*Assigned task*
Below are some records. Set each one down exactly as it reads.

Items listed in a dataset

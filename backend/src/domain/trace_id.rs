//! Request correlation identifier.
//!
//! The [`crate::middleware::Trace`] middleware scopes a fresh [`TraceId`] around
//! every request using tokio task-local storage. Domain errors read it back
//! through [`TraceId::current`] so error payloads and logs line up without
//! threading the identifier through every call.
//!
//! Task-locals do not follow `tokio::spawn`; wrap spawned work in
//! [`TraceId::scope`] when correlation matters.

use std::future::Future;

use tokio::task_local;
use uuid::Uuid;

/// Response header carrying the trace identifier.
pub const TRACE_ID_HEADER: &str = "trace-id";

task_local! {
    static TRACE_ID: TraceId;
}

/// Per-request trace identifier.
///
/// # Examples
/// ```
/// use backend::domain::TraceId;
///
/// # tokio::runtime::Runtime::new().unwrap().block_on(async {
/// let id: TraceId = "00000000-0000-0000-0000-000000000000".parse().expect("uuid");
/// let seen = TraceId::scope(id, async { TraceId::current() }).await;
/// assert_eq!(seen, Some(id));
/// # });
/// ```
#[derive(Debug, Clone, Copy, PartialEq, Eq)]
pub struct TraceId(Uuid);

impl TraceId {
    /// Mint a random identifier.
    #[must_use]
    pub fn generate() -> Self {
        Self(Uuid::new_v4())
    }

    /// The identifier in scope for the running task, if any.
    #[must_use]
    pub fn current() -> Option<Self> {
        TRACE_ID.try_with(|id| *id).ok()
    }

    /// Run `fut` with `trace_id` in scope.
    pub async fn scope<Fut>(trace_id: Self, fut: Fut) -> Fut::Output
    where
        Fut: Future,
    {
        TRACE_ID.scope(trace_id, fut).await
    }
}

impl std::fmt::Display for TraceId {
    fn fmt(&self, f: &mut std::fmt::Formatter<'_>) -> std::fmt::Result {
        self.0.fmt(f)
    }
}

impl std::str::FromStr for TraceId {
    type Err = uuid::Error;

    fn from_str(s: &str) -> Result<Self, Self::Err> {
        Uuid::parse_str(s).map(Self)
    }
}
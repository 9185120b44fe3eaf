//! Liveness and readiness probes.

use std::sync::atomic::{AtomicBool, Ordering};

use actix_web::{HttpResponse, get, http::header, web};

/// Probe state shared with the server bootstrap.
///
/// Starts live but not ready; `main` marks it ready once the listener is
/// bound and unhealthy when shutdown begins.
#[derive(Debug)]
pub struct HealthState {
    ready: AtomicBool,
    live: AtomicBool,
}

impl Default for HealthState {
    fn default() -> Self {
        Self {
            ready: AtomicBool::new(false),
            live: AtomicBool::new(true),
        }
    }
}

impl HealthState {
    pub fn new() -> Self {
        Self::default()
    }

    pub fn mark_ready(&self) {
        self.ready.store(true, Ordering::Release);
    }

    /// Fail liveness so orchestrators stop routing during shutdown.
    pub fn mark_unhealthy(&self) {
        self.live.store(false, Ordering::Release);
    }

    pub fn is_ready(&self) -> bool {
        self.ready.load(Ordering::Acquire)
    }

    pub fn is_alive(&self) -> bool {
        self.live.load(Ordering::Acquire)
    }
}

fn probe(ok: bool) -> HttpResponse {
    let mut response = if ok {
        HttpResponse::Ok()
    } else {
        HttpResponse::ServiceUnavailable()
    };
    response
        .insert_header((header::CACHE_CONTROL, "no-store"))
        .finish()
}

/// Readiness probe: `200` once the server accepts traffic.
#[utoipa::path(
    get,
    path = "/health/ready",
    tags = ["health"],
    security([]),
    responses(
        (status = 200, description = "Ready for traffic"),
        (status = 503, description = "Still starting")
    )
)]
#[get("/health/ready")]
pub async fn ready(state: web::Data<HealthState>) -> HttpResponse {
    probe(state.is_ready())
}

/// Liveness probe: `503` once the process is draining.
#[utoipa::path(
    get,
    path = "/health/live",
    tags = ["health"],
    security([]),
    responses(
        (status = 200, description = "Process is alive"),
        (status = 503, description = "Process is shutting down")
    )
)]
#[get("/health/live")]
pub async fn live(state: web::Data<HealthState>) -> HttpResponse {
    probe(state.is_alive())
}
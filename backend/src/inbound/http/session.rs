//! Cookie-backed session storage.
//!
//! [`SessionContext`] wraps the Actix session and implements the domain
//! [`SessionStorage`] port, so a [`crate::domain::SessionStore`] can persist
//! the identity id and role hint without knowing about cookies.

use actix_session::Session;
use actix_web::{FromRequest, HttpRequest, dev::Payload};
use futures_util::future::LocalBoxFuture;

use crate::domain::ports::{ROLE_HINT_KEY, SessionStorage, SessionStorageError, USER_ID_KEY};
use crate::domain::{Role, UserId};

/// Request-scoped handle on the cookie session.
#[derive(Clone)]
pub struct SessionContext(Session);

impl SessionContext {
    /// Wrap an Actix session.
    pub fn new(session: Session) -> Self {
        Self(session)
    }

    fn read(&self, key: &'static str) -> Result<Option<String>, SessionStorageError> {
        self.0
            .get::<String>(key)
            .map_err(|err| SessionStorageError::read(key, err.to_string()))
    }

    fn write(&self, key: &'static str, value: &str) -> Result<(), SessionStorageError> {
        self.0
            .insert(key, value)
            .map_err(|err| SessionStorageError::write(key, err.to_string()))
    }
}

impl SessionStorage for SessionContext {
    fn user_id(&self) -> Result<Option<UserId>, SessionStorageError> {
        self.read(USER_ID_KEY)?
            .map(|raw| {
                UserId::new(&raw).map_err(|err| SessionStorageError::read(USER_ID_KEY, err.to_string()))
            })
            .transpose()
    }

    fn set_user_id(&mut self, id: &UserId) -> Result<(), SessionStorageError> {
        self.write(USER_ID_KEY, &id.to_string())
    }

    fn role_hint(&self) -> Result<Option<Role>, SessionStorageError> {
        self.read(ROLE_HINT_KEY)?
            .map(|raw| {
                raw.parse::<Role>()
                    .map_err(|err| SessionStorageError::read(ROLE_HINT_KEY, err.to_string()))
            })
            .transpose()
    }

    fn set_role_hint(&mut self, role: Role) -> Result<(), SessionStorageError> {
        self.write(ROLE_HINT_KEY, role.as_str())
    }

    fn clear(&mut self) {
        self.0.clear();
    }
}

impl FromRequest for SessionContext {
    type Error = actix_web::Error;
    type Future = LocalBoxFuture<'static, Result<Self, Self::Error>>;

    fn from_request(req: &HttpRequest, payload: &mut Payload) -> Self::Future {
        let session = Session::from_request(req, payload);
        Box::pin(async move { session.await.map(SessionContext::new) })
    }
}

*Solution to the problem*
filename backend/src/domain/trace_id.rs
//! Request correlation identifier.
//!
//! The [`crate::middleware::Trace`] middleware scopes a fresh [`TraceId`] around
//! every request using tokio task-local storage. Domain errors read it back
//! through [`TraceId::current`] so error payloads and logs line up without
//! threading the identifier through every call.
//!
//! Task-locals do not follow `tokio::spawn`; wrap spawned work in
//! [`TraceId::scope`] when correlation matters.

use std::future::Future;

use tokio::task_local;
use uuid::Uuid;

/// Response header carrying the trace identifier.
pub const TRACE_ID_HEADER: &str = "trace-id";

task_local! {
    static TRACE_ID: TraceId;
}

/// Per-request trace identifier.
///
/// # Examples
/// ```
/// use backend::domain::TraceId;
///
/// # tokio::runtime::Runtime::new().unwrap().block_on(async {
/// let id: TraceId = "00000000-0000-0000-0000-000000000000".parse().expect("uuid");
/// let seen = TraceId::scope(id, async { TraceId::current() }).await;
/// assert_eq!(seen, Some(id));
/// # });
/// ```
#[derive(Debug, Clone, Copy, PartialEq, Eq)]
pub struct TraceId(Uuid);

impl TraceId {
    /// Mint a random identifier.
    #[must_use]
    pub fn generate() -> Self {
        Self(Uuid::new_v4())
    }

    /// The identifier in scope for the running task, if any.
    #[must_use]
    pub fn current() -> Option<Self> {
        TRACE_ID.try_with(|id| *id).ok()
    }

    /// Run `fut` with `trace_id` in scope.
    pub async fn scope<Fut>(trace_id: Self, fut: Fut) -> Fut::Output
    where
        Fut: Future,
    {
        TRACE_ID.scope(trace_id, fut).await
    }
}

impl std::fmt::Display for TraceId {
    fn fmt(&self, f: &mut std::fmt::Formatter<'_>) -> std::fmt::Result {
        self.0.fmt(f)
    }
}

impl std::str::FromStr for TraceId {
    type Err = uuid::Error;

    fn from_str(s: &str) -> Result<Self, Self::Err> {
        Uuid::parse_str(s).map(Self)
    }
}
repository 9185120b44fe3eaf
//! Liveness and readiness probes.

use std::sync::atomic::{AtomicBool, Ordering};

use actix_web::{HttpResponse, get, http::header, web};

/// Probe state shared with the server bootstrap.
///
/// Starts live but not ready; `main` marks it ready once the listener is
/// bound and unhealthy when shutdown begins.
#[derive(Debug)]
pub struct HealthState {
    ready: AtomicBool,
    live: AtomicBool,
}

impl Default for HealthState {
    fn default() -> Self {
        Self {
            ready: AtomicBool::new(false),
            live: AtomicBool::new(true),
        }
    }
}

impl HealthState {
    pub fn new() -> Self {
        Self::default()
    }

    pub fn mark_ready(&self) {
        self.ready.store(true, Ordering::Release);
    }

    /// Fail liveness so orchestrators stop routing during shutdown.
    pub fn mark_unhealthy(&self) {
        self.live.store(false, Ordering::Release);
    }

    pub fn is_ready(&self) -> bool {
        self.ready.load(Ordering::Acquire)
    }

    pub fn is_alive(&self) -> bool {
        self.live.load(Ordering::Acquire)
    }
}

fn probe(ok: bool) -> HttpResponse {
    let mut response = if ok {
        HttpResponse::Ok()
    } else {
        HttpResponse::ServiceUnavailable()
    };
    response
        .insert_header((header::CACHE_CONTROL, "no-store"))
        .finish()
}

/// Readiness probe: `200` once the server accepts traffic.
#[utoipa::path(
    get,
    path = "/health/ready",
    tags = ["health"],
    security([]),
    responses(
        (status = 200, description = "Ready for traffic"),
        (status = 503, description = "Still starting")
    )
)]
#[get("/health/ready")]
pub async fn ready(state: web::Data<HealthState>) -> HttpResponse {
    probe(state.is_ready())
}

/// Liveness probe: `503` once the process is draining.
#[utoipa::path(
    get,
    path = "/health/live",
    tags = ["health"],
    security([]),
    responses(
        (status = 200, description = "Process is alive"),
        (status = 503, description = "Process is shutting down")
    )
)]
#[get("/health/live")]
pub async fn live(state: web::Data<HealthState>) -> HttpResponse {
    probe(state.is_alive())
}
filename backend/src/inbound/http/session.rs
//! Cookie-backed session storage.
//!
//! [`SessionContext`] wraps the Actix session and implements the domain
//! [`SessionStorage`] port, so a [`crate::domain::SessionStore`] can persist
//! the identity id and role hint without knowing about cookies.

use actix_session::Session;
use actix_web::{FromRequest, HttpRequest, dev::Payload};
use futures_util::future::LocalBoxFuture;

use crate::domain::ports::{ROLE_HINT_KEY, SessionStorage, SessionStorageError, USER_ID_KEY};
use crate::domain::{Role, UserId};

/// Request-scoped handle on the cookie session.
#[derive(Clone)]
pub struct SessionContext(Session);

impl SessionContext {
    /// Wrap an Actix session.
    pub fn new(session: Session) -> Self {
        Self(session)
    }

    fn read(&self, key: &'static str) -> Result<Option<String>, SessionStorageError> {
        self.0
            .get::<String>(key)
            .map_err(|err| SessionStorageError::read(key, err.to_string()))
    }

    fn write(&self, key: &'static str, value: &str) -> Result<(), SessionStorageError> {
        self.0
            .insert(key, value)
            .map_err(|err| SessionStorageError::write(key, err.to_string()))
    }
}

impl SessionStorage for SessionContext {
    fn user_id(&self) -> Result<Option<UserId>, SessionStorageError> {
        self.read(USER_ID_KEY)?
            .map(|raw| {
                UserId::new(&raw).map_err(|err| SessionStorageError::read(USER_ID_KEY, err.to_string()))
            })
            .transpose()
    }

    fn set_user_id(&mut self, id: &UserId) -> Result<(), SessionStorageError> {
        self.write(USER_ID_KEY, &id.to_string())
    }

    fn role_hint(&self) -> Result<Option<Role>, SessionStorageError> {
        self.read(ROLE_HINT_KEY)?
            .map(|raw| {
                raw.parse::<Role>()
                    .map_err(|err| SessionStorageError::read(ROLE_HINT_KEY, err.to_string()))
            })
            .transpose()
    }

    fn set_role_hint(&mut self, role: Role) -> Result<(), SessionStorageError> {
        self.write(ROLE_HINT_KEY, role.as_str())
    }

    fn clear(&mut self) {
        self.0.clear();
    }
}

impl FromRequest for SessionContext {
    type Error = actix_web::Error;
    type Future = LocalBoxFuture<'static, Result<Self, Self::Error>>;

    fn from_request(req: &HttpRequest, payload: &mut Payload) -> Self::Future {
        let session = Session::from_request(req, payload);
        Box::pin(async move { session.await.map(SessionContext::new) })
    }
}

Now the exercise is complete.